Required action → Copy all lines below containing "impl".

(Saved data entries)

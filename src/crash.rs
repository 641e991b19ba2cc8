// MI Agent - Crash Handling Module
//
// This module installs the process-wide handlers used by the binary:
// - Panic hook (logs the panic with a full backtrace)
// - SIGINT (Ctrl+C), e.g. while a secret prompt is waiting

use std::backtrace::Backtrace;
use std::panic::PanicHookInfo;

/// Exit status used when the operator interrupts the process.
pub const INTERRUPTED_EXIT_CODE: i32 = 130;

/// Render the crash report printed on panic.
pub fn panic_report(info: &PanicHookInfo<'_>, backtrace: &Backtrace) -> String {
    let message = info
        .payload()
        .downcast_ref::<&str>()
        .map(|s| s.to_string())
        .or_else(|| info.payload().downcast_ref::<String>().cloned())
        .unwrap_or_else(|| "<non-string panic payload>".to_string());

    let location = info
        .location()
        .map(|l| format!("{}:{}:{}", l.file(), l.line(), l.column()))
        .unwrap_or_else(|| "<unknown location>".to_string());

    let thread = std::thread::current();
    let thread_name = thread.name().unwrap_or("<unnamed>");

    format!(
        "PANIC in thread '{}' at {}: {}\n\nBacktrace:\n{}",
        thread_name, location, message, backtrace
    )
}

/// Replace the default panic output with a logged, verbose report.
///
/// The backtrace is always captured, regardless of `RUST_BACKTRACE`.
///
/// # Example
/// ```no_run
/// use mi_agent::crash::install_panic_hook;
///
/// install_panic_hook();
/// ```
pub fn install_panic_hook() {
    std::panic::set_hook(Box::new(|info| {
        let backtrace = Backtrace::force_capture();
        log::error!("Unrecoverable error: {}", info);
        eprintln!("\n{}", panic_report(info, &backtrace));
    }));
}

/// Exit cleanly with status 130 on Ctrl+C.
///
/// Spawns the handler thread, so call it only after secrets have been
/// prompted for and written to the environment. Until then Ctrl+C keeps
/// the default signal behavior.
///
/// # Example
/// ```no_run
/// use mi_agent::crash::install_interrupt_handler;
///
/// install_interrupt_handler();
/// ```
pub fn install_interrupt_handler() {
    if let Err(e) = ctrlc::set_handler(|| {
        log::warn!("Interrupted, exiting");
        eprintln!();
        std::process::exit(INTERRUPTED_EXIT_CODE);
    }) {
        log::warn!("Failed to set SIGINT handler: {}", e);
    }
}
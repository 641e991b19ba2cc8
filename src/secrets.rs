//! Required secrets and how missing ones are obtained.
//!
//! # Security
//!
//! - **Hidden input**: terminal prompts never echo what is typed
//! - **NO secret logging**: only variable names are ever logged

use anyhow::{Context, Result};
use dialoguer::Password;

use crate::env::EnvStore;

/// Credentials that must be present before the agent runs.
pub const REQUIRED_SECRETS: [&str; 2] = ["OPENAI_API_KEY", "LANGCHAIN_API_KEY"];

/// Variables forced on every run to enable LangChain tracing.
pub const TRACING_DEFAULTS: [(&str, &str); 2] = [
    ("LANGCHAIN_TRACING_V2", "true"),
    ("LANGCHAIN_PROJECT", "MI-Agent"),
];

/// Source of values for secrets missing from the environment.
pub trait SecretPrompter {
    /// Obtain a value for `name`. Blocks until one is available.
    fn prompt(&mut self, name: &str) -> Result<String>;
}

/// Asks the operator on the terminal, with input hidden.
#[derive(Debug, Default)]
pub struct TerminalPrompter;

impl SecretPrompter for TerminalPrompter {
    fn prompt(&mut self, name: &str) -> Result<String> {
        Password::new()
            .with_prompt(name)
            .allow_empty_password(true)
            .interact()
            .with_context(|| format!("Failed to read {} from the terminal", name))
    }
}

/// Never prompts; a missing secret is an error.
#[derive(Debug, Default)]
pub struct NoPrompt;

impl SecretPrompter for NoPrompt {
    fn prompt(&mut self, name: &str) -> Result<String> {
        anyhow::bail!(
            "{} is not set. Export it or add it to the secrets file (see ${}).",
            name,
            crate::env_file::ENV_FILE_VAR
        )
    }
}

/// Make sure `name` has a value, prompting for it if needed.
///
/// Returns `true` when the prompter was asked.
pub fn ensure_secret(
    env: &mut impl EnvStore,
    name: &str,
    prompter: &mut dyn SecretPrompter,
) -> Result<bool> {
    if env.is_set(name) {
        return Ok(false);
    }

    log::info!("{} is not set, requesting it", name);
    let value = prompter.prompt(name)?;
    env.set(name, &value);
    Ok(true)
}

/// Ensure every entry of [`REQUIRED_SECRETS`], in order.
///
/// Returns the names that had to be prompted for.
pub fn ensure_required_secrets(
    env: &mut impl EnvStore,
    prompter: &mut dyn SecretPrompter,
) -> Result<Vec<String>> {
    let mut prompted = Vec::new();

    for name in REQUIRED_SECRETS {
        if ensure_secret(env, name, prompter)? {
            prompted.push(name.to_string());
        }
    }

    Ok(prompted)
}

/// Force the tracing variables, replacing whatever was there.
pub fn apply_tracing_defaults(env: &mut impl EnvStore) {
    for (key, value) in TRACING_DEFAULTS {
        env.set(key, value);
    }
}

Expected answer →
impl SecretPrompter for TerminalPrompter {
impl SecretPrompter for NoPrompt {
    env: &mut impl EnvStore,
    env: &mut impl EnvStore,
pub fn apply_tracing_defaults(env: &mut impl EnvStore) {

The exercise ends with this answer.